I currently pay $300,000 on my home at 2.5%, with a 30-year mortgage. I have my retirement accounts – IRA and 401(k) – and am looking to retire in less than 10 years. I will receive an inheritance of at least $300,000, so I can pay off the house.
I am in a very fortunate position. Should I pay – or should I invest the money?
By paying off your loan early, you’ll save a significant amount of interest, typically at 2.5 percent. Millions of homeowners would kill for that amount.
Of course, many of them are related to luck. Let’s take a moment: 30-year mortgage rates are currently over 5.5%. The consumer price index rose 8.5% in July from a year ago, and the closely watched “core” inflation – excluding volatile food and energy – was hovering at 5.9%. With an interest rate of 2.5%, you’re making money simply by living your life.

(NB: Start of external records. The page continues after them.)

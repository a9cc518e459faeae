use super::*;

#[test]
fn keyframes_parse_sorted_and_deduplicated() {
    let json = br#"{ "frames": [
        { "best_effort_timestamp_time": "2.000000" },
        { "best_effort_timestamp_time": "0.000000" },
        { "best_effort_timestamp_time": "2.000000" },
        { },
        { "best_effort_timestamp_time": "N/A" },
        { "best_effort_timestamp_time": "4.5" }
    ] }"#;
    assert_eq!(
        parse_keyframes_json(json).unwrap(),
        vec![0, 2_000_000, 4_500_000]
    );
}

#[test]
fn empty_keyframe_listing_is_empty() {
    assert!(parse_keyframes_json(b"{}").unwrap().is_empty());
}

#[test]
fn read_full_stops_at_eof() {
    let mut src: &[u8] = &[1, 2, 3];
    let mut buf = [0u8; 8];
    assert_eq!(read_full(&mut src, &mut buf).unwrap(), 3);
    assert_eq!(&buf[..3], &[1, 2, 3]);
}

#[test]
fn zero_sized_decode_is_rejected() {
    let cfg = DecodeConfig {
        size: FrameSize::new(0, 10),
        start_us: 0,
        end_us: None,
        rate: None,
    };
    let err = FrameReader::open(&MediaTools::default(), Path::new("x.mp4"), &cfg)
        .err()
        .unwrap();
    assert!(matches!(err, VidfxError::MediaRead(_)));
}

#[test]
fn missing_decoder_binary_is_a_media_error() {
    let tools = MediaTools {
        ffmpeg: "/nonexistent/ffmpeg".into(),
        ffprobe: "/nonexistent/ffprobe".into(),
    };
    let err = grab_frame(&tools, Path::new("x.mp4"), FrameSize::new(2, 2), 0).unwrap_err();
    assert!(matches!(err, VidfxError::MediaRead(_)));
}
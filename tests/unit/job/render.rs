use super::*;

fn opts_in(dir: &std::path::Path) -> Arc<PipelineOpts> {
    Arc::new(PipelineOpts {
        temp_dir: Some(dir.to_path_buf()),
        ffmpeg: "/nonexistent/ffmpeg".into(),
        ffprobe: "/nonexistent/ffprobe".into(),
        ..PipelineOpts::default()
    })
}

#[test]
fn empty_input_is_a_validation_error() {
    let tmp = tempfile::tempdir().unwrap();
    let job = RenderJob::new(1, Vec::new(), "mp4", TransformParams::default())
        .with_opts(opts_in(tmp.path()));
    let err = job.run(|_| {}).unwrap_err();
    assert!(matches!(err, VidfxError::Validation(_)));
}

#[test]
fn invalid_params_fail_before_touching_media() {
    let tmp = tempfile::tempdir().unwrap();
    let params = TransformParams {
        start_us: Some(10),
        end_us: Some(1),
        ..TransformParams::default()
    };
    let job = RenderJob::new(2, vec![0u8; 16], "mp4", params).with_opts(opts_in(tmp.path()));
    assert!(matches!(job.run(|_| {}), Err(VidfxError::Validation(_))));
}

#[test]
fn probe_failure_is_fatal_and_cleans_up_scratch() {
    let tmp = tempfile::tempdir().unwrap();
    let job = RenderJob::new(3, vec![0u8; 16], "mp4", TransformParams::default())
        .with_opts(opts_in(tmp.path()));

    let mut events = Vec::new();
    let err = job.run(|ev| events.push(ev)).unwrap_err();
    assert!(matches!(err, VidfxError::MediaRead(_)));
    assert!(events.is_empty());
    assert_eq!(std::fs::read_dir(tmp.path()).unwrap().count(), 0);
}

#[test]
fn spawned_job_closes_progress_before_reporting_the_error() {
    let tmp = tempfile::tempdir().unwrap();
    let handle = RenderJob::new(7, vec![0u8; 16], "mov", TransformParams::default())
        .with_opts(opts_in(tmp.path()))
        .spawn()
        .unwrap();
    assert_eq!(handle.id(), 7);

    let mut events = 0;
    let result = handle.wait_with_progress(|_| events += 1);
    assert_eq!(events, 0);
    assert!(matches!(result, Err(VidfxError::MediaRead(_))));
}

As my colleague Aarti Swaminathan says: “As the cost of their car, gas, electricity and other expenses increases, so does that homeowner’s home value with inflation.” However, their mortgage payments are the same because they are not adjusted for inflation, meaning they are still paying the same amount as they were before inflation.
Overpayment some If you can, pay higher interest payments, especially early in the life of the loan. Depending on the terms of your mortgage, you may be limited to the amount of overpayment you can make (10% in some cases), and while it may seem worthwhile, there may be a penalty for overpaying. In your case, that might actually be a good thing.
“With an interest rate of 2.5% and inflation at 8.5%, you are already making money living your life. “
Assuming you have a healthy 401(k) and IRA, 6 percent of your retirement savings will do a lot of hard work to offset your 2.5% interest. Talk to a financial advisor, and make sure you’ll still have enough to live comfortably and pay off and/or reduce your mortgage.
Larry Pohn, a financial planner in Redwood City, Calif., says of financial advisors, “People with more money face your dilemma, and there’s no right or wrong answer.” He agrees with me: “I do both.” I will not pay the loan and contribute heavily to the inheritance, but make a combination.
“Since you’re 10 years from retirement, I’d suggest investing in an inheritance with a moderate allocation, between 50/50 and 60/40 to stocks and bonds. This portfolio can generate enough income to increase your mortgage payment,” Pohn said. You may not notice any difference in your flow and pay off the loan in 10 years.”
Continue to raise those accounts. “I assume you’re over 50, so you can put $7,000 into an IRA and $26,000 into your 401(k). I’ve been doing this for 36 years and I’ve yet to meet someone who has saved so much for retirement,” Pohn added. “I encourage you to continue to maximize your retirement plans to make your retirement more secure.”
Pon outlines the advantages/disadvantages of investing and paying off loans. Here are its advantages: 1. No more mortgage payments. 2. Paying off debt is a risk-free investment. “You’ll save at least $1,200 a month, which means you can divert your payment toward your savings instead of paying the mortgage.” 3. “This will make your retirement more secure.”
And the cons: 1. Your mortgage rate probably won’t be lower anymore. 2. If you invest $300,000 instead of paying off the loan, you take on investment risk. 3. “Even in the current market, your return on investment is expected to be above 2.5%. This is not risk free or guaranteed, but taking some risk will give you a big return.”
What if it was me? I will pay off the loan. I don’t like debt. We spend the first part of our lives desperate to get a loan, then the rest we worry about paying off. They are important, if sometimes unhealthy, obsessions. Mortgages give us something to focus on besides the other “M” word: our mortality.
However, life would be sweeter if the mortgage was paid off. Until the next obsession comes along.